Beginning at the line containing "pub mod prompt;" in the material below and ending at the line containing "use chrono::NaiveDate;", return each line exactly and add nothing.

═══ Data for analysis ═══

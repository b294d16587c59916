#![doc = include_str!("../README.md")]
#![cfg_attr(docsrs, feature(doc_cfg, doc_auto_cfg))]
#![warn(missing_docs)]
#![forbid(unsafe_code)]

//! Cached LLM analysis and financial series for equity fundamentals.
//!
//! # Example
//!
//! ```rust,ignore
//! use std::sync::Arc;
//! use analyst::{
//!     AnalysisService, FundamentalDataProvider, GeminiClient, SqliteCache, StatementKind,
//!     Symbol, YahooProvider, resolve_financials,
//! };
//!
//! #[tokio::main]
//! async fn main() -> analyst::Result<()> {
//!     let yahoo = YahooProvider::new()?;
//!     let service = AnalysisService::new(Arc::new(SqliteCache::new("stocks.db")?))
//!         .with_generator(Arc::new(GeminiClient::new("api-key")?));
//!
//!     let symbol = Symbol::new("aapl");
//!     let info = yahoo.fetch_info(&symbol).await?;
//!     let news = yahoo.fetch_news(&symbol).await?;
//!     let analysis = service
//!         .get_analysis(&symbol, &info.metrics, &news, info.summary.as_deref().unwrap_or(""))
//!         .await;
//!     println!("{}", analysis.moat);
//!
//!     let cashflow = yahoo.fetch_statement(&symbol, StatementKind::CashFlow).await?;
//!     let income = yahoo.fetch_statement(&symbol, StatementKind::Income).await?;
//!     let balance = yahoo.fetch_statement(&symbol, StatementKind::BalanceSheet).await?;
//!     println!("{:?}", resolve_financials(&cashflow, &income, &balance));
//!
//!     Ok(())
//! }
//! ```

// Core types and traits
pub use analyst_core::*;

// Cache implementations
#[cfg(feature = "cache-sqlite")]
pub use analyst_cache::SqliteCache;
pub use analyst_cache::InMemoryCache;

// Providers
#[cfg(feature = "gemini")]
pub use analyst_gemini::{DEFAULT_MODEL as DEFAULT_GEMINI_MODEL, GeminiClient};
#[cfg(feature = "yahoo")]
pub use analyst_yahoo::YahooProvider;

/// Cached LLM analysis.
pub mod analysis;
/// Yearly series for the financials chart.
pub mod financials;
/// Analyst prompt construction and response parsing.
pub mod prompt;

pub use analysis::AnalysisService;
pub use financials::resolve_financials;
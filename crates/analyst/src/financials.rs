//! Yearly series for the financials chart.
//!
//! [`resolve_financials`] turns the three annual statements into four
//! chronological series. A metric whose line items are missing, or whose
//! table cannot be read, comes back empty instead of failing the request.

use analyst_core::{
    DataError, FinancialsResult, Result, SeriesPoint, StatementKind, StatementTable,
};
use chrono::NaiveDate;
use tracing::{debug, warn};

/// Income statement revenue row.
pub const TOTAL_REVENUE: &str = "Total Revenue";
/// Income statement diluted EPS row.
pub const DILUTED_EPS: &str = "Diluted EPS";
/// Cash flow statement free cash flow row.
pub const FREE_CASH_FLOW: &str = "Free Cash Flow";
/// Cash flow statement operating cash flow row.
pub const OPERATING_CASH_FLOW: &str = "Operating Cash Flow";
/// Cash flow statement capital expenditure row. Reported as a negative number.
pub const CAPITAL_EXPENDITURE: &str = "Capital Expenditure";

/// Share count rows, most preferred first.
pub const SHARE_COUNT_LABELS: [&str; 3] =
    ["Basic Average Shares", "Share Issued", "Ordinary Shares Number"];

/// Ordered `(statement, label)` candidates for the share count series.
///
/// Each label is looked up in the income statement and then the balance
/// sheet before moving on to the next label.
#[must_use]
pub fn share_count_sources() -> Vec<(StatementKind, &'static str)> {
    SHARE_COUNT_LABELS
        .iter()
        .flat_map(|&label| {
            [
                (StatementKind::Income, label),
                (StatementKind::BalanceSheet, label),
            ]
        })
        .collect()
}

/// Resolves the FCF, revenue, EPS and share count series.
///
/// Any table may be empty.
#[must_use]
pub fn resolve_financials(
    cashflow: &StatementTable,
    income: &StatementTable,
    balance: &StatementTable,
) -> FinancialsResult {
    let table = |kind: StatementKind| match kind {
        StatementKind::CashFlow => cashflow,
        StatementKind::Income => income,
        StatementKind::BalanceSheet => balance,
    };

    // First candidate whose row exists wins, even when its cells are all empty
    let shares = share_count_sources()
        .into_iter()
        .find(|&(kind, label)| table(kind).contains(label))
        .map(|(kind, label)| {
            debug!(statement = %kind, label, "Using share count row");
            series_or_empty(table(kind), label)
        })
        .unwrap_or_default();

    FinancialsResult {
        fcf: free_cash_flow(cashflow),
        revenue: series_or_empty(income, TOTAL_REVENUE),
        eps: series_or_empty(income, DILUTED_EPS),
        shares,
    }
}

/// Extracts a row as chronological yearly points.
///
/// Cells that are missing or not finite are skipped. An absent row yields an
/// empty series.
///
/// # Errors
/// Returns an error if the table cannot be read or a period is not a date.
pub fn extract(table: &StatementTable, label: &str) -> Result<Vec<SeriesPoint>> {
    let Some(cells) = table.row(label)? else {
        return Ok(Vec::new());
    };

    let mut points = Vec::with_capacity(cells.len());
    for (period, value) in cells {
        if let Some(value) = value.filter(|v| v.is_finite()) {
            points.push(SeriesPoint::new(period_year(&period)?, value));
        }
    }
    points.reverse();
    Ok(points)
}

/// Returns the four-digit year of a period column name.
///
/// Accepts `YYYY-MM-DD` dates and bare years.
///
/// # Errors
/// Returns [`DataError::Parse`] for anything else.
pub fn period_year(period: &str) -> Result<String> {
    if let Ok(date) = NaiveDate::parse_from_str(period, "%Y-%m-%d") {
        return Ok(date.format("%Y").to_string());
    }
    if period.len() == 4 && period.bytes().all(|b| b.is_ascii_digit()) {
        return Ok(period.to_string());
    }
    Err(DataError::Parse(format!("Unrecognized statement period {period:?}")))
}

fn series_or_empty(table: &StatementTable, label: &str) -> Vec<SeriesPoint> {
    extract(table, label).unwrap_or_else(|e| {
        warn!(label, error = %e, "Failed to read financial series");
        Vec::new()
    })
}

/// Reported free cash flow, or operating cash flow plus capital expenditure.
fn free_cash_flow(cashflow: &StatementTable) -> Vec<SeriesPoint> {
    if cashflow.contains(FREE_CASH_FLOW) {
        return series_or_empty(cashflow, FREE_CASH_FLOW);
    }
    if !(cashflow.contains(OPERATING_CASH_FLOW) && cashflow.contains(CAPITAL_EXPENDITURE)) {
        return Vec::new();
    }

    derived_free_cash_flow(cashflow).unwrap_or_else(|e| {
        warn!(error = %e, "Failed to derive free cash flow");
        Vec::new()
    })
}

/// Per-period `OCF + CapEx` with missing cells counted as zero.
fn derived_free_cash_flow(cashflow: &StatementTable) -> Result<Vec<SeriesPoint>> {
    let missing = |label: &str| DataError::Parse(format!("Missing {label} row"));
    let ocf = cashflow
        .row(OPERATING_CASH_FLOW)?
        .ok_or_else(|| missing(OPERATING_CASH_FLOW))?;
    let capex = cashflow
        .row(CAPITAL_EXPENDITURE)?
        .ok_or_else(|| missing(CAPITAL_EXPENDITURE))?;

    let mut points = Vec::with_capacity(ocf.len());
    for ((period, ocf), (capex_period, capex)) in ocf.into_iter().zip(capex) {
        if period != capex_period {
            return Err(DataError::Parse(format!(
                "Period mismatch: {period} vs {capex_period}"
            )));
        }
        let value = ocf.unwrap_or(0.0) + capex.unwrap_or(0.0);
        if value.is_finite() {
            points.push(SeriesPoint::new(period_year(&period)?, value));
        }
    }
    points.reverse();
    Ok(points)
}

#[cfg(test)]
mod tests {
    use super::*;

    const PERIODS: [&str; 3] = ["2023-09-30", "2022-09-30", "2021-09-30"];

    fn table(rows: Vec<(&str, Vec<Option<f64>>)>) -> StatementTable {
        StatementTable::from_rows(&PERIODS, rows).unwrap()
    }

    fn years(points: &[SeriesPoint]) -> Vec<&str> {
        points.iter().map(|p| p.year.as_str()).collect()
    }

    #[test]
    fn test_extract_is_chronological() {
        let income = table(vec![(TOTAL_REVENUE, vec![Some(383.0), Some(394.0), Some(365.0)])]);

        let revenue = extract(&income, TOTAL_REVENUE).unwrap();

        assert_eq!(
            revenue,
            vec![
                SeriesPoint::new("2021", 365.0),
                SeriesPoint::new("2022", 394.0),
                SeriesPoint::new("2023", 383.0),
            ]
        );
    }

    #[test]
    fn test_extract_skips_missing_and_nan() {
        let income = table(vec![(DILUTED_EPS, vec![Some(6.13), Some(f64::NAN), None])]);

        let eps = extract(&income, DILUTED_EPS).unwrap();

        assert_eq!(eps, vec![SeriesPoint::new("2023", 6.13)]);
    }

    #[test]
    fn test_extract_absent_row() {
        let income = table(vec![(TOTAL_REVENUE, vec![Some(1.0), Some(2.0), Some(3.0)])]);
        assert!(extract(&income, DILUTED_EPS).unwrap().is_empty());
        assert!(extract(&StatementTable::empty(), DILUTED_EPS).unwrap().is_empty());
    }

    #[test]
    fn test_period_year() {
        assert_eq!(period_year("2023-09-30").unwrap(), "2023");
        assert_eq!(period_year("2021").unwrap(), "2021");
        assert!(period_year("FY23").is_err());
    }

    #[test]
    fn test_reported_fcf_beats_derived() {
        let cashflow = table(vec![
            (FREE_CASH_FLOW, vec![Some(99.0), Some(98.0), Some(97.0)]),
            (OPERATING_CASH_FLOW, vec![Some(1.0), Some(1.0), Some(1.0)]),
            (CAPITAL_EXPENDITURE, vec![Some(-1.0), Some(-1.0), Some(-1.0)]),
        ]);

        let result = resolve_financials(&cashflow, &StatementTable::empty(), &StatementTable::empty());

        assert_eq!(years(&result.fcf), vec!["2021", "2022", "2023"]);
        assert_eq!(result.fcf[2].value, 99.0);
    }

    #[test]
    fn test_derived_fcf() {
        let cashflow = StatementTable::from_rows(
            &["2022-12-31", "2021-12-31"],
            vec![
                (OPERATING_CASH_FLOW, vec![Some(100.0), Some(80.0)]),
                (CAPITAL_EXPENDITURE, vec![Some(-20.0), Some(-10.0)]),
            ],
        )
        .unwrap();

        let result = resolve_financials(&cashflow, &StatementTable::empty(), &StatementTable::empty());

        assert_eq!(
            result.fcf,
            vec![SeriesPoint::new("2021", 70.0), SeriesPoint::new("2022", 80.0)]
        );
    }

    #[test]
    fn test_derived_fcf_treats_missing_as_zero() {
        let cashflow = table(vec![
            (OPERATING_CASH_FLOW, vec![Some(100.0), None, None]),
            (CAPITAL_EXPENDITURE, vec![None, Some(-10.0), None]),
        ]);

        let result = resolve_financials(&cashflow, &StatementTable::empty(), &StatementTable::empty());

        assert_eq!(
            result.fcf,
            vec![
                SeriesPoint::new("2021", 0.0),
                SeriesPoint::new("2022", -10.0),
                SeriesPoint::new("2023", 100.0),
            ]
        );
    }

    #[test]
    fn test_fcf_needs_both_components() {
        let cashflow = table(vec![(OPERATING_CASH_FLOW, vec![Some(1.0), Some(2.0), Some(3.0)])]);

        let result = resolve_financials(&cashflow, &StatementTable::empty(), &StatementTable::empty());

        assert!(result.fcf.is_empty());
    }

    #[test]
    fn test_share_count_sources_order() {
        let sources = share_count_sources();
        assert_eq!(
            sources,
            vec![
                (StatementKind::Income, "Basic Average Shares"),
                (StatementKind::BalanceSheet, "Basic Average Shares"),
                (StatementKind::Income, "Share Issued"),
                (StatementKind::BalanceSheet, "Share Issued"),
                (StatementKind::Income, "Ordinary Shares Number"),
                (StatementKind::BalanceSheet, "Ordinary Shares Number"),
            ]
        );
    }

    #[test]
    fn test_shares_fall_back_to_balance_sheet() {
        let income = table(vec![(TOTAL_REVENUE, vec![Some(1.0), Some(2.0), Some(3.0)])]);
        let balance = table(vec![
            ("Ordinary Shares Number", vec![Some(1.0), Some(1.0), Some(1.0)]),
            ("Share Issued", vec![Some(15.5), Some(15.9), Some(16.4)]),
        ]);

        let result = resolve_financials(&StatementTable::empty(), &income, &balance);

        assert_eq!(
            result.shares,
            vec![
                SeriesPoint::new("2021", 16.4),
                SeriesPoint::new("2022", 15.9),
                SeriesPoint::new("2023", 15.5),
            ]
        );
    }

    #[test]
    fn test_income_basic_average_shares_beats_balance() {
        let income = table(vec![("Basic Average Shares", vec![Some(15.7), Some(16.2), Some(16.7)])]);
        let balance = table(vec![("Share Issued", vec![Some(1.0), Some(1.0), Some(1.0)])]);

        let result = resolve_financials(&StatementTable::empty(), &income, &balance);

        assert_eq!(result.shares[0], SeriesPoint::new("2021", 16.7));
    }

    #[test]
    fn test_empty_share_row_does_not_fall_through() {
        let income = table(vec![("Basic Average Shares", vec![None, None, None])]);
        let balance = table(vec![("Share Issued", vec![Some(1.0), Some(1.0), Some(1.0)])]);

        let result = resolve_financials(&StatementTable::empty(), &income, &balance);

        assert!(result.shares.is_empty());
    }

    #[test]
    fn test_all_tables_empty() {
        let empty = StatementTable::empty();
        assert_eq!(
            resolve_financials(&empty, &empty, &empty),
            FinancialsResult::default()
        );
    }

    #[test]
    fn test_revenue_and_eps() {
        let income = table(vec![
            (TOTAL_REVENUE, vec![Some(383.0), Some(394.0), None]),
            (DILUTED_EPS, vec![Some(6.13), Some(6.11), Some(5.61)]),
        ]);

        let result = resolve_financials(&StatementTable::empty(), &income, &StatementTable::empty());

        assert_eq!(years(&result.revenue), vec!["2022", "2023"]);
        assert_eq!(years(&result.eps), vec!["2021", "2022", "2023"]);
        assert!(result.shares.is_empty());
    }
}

═══

Answer box:
pub mod prompt;

pub use analysis::AnalysisService;
pub use financials::resolve_financials;
filename crates/analyst/src/financials.rs
//! Yearly series for the financials chart.
//!
//! [`resolve_financials`] turns the three annual statements into four
//! chronological series. A metric whose line items are missing, or whose
//! table cannot be read, comes back empty instead of failing the request.

use analyst_core::{
    DataError, FinancialsResult, Result, SeriesPoint, StatementKind, StatementTable,
};
use chrono::NaiveDate;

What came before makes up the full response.